**Data shown**
-----
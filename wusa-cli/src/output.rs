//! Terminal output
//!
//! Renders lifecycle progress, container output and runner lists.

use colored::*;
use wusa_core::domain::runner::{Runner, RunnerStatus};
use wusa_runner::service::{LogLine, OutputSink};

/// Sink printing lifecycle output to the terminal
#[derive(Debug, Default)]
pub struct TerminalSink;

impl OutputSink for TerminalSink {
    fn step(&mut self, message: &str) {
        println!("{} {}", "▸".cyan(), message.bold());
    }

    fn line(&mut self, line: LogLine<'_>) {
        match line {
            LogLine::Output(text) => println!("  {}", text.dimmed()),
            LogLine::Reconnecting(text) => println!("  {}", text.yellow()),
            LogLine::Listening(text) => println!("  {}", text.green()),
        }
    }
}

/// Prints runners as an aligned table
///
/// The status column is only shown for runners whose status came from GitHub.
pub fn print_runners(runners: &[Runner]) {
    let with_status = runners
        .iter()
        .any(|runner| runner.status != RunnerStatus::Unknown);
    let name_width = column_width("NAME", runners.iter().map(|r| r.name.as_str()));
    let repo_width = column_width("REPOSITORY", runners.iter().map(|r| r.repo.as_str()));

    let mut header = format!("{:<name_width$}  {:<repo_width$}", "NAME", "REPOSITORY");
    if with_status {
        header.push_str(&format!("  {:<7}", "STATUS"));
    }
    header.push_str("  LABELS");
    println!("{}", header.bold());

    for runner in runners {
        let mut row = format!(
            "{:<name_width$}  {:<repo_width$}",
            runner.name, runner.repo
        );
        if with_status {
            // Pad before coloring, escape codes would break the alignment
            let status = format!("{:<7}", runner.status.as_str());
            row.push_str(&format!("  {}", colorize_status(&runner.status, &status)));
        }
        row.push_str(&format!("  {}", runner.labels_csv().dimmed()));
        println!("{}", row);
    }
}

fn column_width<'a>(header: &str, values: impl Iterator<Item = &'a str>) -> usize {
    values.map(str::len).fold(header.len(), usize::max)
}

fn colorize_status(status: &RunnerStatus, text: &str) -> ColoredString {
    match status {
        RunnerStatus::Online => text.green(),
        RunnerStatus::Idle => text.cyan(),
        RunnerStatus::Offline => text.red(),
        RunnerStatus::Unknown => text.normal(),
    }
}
-----
**Instructions to follow**
Search the listing for the word "OutputSink" and return each line that holds it.

**Task result**
use wusa_runner::service::{LogLine, OutputSink};
impl OutputSink for TerminalSink {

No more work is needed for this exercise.